YOUR TASK: The answer must consist of every line in the records below that contains the string "rejected".

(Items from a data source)
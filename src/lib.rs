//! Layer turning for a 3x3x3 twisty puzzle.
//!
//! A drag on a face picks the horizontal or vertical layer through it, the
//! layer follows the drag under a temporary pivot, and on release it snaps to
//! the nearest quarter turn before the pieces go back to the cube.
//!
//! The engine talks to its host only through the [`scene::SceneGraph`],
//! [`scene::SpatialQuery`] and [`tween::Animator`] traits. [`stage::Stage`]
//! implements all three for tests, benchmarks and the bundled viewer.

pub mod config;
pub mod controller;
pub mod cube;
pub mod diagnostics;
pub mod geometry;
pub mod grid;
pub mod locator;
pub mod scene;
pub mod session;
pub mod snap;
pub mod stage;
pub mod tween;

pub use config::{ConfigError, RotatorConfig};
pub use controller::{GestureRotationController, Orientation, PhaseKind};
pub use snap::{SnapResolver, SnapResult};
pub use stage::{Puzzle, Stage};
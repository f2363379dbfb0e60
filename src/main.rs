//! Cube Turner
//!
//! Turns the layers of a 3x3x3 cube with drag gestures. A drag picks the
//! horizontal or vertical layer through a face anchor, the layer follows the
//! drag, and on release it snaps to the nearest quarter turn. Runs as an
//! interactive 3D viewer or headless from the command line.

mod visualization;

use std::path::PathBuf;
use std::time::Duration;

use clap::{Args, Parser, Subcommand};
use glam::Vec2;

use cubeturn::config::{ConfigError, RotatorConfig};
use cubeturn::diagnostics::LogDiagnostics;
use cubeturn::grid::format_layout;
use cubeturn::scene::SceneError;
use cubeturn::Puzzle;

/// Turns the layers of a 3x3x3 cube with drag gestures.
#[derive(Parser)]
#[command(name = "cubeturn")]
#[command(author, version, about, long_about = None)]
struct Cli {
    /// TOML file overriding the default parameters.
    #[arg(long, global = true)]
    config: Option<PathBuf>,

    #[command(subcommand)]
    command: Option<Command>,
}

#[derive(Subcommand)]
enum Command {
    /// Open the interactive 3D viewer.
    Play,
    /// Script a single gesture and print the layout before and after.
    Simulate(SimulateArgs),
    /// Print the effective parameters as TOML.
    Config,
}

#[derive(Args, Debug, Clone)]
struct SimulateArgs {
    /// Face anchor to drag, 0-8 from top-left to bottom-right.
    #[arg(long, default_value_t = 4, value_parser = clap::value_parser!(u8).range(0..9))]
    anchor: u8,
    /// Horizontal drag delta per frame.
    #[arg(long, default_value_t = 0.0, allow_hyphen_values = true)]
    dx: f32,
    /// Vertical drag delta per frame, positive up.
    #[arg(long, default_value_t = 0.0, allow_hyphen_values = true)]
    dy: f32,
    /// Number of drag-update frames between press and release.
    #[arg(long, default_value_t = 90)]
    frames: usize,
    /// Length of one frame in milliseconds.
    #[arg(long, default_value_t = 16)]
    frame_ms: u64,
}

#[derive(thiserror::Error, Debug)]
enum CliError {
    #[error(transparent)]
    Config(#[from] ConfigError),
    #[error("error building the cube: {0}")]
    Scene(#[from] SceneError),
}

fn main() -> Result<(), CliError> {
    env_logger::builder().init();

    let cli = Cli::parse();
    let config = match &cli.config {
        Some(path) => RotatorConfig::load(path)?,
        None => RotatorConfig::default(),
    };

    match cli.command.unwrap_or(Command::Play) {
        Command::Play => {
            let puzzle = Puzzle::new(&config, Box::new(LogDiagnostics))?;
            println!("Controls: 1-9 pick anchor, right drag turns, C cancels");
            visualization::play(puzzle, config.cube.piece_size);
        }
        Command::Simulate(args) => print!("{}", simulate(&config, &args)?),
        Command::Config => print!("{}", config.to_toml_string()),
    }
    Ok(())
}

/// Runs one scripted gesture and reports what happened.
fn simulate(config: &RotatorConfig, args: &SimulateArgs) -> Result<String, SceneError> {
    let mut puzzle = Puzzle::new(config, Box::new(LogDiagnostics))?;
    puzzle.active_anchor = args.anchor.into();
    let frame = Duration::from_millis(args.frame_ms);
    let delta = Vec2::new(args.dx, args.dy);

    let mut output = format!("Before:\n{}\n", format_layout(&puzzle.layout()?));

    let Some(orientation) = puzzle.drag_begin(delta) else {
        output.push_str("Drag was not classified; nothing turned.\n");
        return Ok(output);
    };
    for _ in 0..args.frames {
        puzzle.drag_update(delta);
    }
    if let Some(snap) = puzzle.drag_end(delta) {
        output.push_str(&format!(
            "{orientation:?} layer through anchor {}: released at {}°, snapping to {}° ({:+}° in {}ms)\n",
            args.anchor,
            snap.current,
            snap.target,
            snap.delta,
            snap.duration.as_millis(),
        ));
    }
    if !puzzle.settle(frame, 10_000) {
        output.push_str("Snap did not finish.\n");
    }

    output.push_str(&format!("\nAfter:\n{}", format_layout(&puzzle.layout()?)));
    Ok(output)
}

==

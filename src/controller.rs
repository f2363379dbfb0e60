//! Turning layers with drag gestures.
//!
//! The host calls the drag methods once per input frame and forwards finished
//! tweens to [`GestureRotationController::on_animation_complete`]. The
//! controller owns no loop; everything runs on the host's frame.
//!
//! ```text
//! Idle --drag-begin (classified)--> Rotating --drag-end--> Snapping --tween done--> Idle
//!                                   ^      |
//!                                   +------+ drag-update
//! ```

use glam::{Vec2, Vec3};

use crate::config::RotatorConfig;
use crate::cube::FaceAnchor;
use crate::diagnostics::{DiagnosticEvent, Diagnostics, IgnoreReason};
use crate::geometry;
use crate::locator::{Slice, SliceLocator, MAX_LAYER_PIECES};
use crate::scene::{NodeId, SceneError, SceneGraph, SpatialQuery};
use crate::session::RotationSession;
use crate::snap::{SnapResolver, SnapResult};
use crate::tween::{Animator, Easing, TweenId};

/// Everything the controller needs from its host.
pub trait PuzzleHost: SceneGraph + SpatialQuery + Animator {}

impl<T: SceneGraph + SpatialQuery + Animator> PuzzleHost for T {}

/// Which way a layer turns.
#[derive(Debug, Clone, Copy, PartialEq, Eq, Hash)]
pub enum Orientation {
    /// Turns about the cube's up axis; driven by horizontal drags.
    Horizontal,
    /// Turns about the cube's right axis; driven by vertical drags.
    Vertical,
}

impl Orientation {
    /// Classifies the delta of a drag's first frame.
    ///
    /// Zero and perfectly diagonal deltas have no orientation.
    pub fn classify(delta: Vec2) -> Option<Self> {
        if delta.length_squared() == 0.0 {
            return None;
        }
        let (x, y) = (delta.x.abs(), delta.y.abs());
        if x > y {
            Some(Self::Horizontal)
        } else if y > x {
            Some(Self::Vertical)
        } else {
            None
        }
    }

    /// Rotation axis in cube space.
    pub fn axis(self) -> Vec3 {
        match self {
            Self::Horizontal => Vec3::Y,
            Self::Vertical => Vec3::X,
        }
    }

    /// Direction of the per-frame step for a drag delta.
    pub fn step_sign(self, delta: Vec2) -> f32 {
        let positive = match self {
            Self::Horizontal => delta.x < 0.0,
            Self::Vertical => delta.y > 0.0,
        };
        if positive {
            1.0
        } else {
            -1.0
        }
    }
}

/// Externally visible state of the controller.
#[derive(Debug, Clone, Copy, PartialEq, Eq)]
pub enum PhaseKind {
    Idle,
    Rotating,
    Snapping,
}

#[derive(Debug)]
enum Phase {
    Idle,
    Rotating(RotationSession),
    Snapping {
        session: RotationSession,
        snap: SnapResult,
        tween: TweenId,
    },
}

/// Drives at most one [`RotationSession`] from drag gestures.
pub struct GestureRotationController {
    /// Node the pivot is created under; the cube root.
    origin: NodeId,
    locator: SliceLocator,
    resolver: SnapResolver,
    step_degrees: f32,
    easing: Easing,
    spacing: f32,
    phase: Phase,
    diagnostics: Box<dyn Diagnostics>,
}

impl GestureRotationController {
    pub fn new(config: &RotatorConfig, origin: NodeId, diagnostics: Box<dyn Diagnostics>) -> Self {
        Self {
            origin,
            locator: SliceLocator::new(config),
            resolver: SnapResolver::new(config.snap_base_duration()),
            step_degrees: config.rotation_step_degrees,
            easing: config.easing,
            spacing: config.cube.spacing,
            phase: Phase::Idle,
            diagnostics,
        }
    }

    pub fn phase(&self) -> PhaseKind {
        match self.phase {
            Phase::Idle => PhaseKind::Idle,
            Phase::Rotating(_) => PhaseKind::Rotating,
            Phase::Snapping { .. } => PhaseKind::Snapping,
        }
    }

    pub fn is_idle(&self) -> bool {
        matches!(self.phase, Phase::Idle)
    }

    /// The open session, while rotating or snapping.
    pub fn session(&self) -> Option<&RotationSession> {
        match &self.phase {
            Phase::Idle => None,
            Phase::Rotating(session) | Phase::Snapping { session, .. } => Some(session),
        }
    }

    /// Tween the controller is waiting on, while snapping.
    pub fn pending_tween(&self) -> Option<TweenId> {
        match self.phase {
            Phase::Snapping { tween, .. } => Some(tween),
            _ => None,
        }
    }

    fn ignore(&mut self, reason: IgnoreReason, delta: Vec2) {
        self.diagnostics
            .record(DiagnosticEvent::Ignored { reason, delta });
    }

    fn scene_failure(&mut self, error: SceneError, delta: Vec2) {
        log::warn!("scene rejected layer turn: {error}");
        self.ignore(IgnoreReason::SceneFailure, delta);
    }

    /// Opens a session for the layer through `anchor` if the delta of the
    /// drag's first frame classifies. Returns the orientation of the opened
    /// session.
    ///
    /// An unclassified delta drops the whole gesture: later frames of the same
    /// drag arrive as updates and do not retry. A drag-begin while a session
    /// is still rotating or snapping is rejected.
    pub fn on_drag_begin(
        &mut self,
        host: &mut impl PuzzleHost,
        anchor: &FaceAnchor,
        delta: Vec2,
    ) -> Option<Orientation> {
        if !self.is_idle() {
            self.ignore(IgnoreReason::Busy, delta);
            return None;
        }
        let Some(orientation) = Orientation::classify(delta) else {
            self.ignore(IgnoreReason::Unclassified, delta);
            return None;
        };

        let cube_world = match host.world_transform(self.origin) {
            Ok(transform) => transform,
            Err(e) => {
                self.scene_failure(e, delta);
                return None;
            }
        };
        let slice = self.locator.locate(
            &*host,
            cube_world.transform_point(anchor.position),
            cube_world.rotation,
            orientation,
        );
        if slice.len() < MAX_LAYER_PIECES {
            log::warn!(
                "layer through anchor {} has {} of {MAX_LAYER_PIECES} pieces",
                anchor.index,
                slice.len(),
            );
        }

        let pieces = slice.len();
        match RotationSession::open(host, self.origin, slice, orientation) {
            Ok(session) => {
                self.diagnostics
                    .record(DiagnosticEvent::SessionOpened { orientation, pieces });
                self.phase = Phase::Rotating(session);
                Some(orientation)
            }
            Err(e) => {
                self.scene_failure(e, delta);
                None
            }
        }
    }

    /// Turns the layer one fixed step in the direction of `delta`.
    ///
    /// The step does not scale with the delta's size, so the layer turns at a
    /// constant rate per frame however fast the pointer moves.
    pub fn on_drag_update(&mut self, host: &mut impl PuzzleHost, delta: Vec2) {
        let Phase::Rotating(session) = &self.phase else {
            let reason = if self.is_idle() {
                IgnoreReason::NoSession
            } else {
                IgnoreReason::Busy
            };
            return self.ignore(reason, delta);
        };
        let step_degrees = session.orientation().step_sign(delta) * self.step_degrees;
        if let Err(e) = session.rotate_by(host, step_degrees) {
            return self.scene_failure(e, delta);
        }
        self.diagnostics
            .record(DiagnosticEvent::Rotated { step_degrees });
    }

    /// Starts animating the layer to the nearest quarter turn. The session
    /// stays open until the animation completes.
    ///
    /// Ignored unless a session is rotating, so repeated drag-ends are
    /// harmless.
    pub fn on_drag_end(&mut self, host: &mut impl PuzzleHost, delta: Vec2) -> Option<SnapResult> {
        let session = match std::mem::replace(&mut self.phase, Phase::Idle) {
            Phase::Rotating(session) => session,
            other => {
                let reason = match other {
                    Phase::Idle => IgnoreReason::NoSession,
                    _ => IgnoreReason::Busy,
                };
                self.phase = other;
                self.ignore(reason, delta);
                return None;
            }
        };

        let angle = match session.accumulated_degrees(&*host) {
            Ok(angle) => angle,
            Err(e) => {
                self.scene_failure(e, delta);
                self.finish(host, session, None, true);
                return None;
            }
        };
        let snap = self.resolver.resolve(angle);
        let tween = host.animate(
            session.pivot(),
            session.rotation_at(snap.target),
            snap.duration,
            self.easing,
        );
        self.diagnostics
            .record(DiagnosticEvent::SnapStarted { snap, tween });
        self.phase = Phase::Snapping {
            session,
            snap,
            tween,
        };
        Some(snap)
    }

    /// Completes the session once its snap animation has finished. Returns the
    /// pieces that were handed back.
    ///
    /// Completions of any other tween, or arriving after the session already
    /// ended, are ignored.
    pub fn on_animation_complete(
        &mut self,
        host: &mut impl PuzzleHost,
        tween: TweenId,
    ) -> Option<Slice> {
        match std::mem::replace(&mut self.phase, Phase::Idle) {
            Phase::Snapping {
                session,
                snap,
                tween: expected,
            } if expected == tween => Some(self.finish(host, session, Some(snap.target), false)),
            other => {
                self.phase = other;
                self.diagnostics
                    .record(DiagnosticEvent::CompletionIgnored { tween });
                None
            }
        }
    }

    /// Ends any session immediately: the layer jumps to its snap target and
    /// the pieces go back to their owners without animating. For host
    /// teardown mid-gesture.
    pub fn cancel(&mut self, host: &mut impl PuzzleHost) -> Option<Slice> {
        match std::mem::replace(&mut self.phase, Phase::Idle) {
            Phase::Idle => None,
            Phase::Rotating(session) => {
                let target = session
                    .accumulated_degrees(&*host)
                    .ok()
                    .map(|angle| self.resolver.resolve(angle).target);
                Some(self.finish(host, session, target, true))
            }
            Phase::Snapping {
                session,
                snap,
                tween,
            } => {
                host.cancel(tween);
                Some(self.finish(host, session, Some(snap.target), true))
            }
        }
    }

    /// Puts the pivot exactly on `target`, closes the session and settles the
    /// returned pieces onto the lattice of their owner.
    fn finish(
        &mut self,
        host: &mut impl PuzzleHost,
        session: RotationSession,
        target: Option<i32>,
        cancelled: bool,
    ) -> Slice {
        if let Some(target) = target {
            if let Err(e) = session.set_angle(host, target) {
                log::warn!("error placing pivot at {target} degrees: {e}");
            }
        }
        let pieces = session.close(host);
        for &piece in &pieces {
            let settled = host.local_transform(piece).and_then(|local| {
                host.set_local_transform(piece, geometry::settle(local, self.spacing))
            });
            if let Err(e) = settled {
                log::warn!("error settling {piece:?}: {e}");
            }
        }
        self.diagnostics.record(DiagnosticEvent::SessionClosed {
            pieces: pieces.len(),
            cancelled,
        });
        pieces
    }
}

RESPONSE AREA:
        log::warn!("scene rejected layer turn: {error}");
    /// is still rotating or snapping is rejected.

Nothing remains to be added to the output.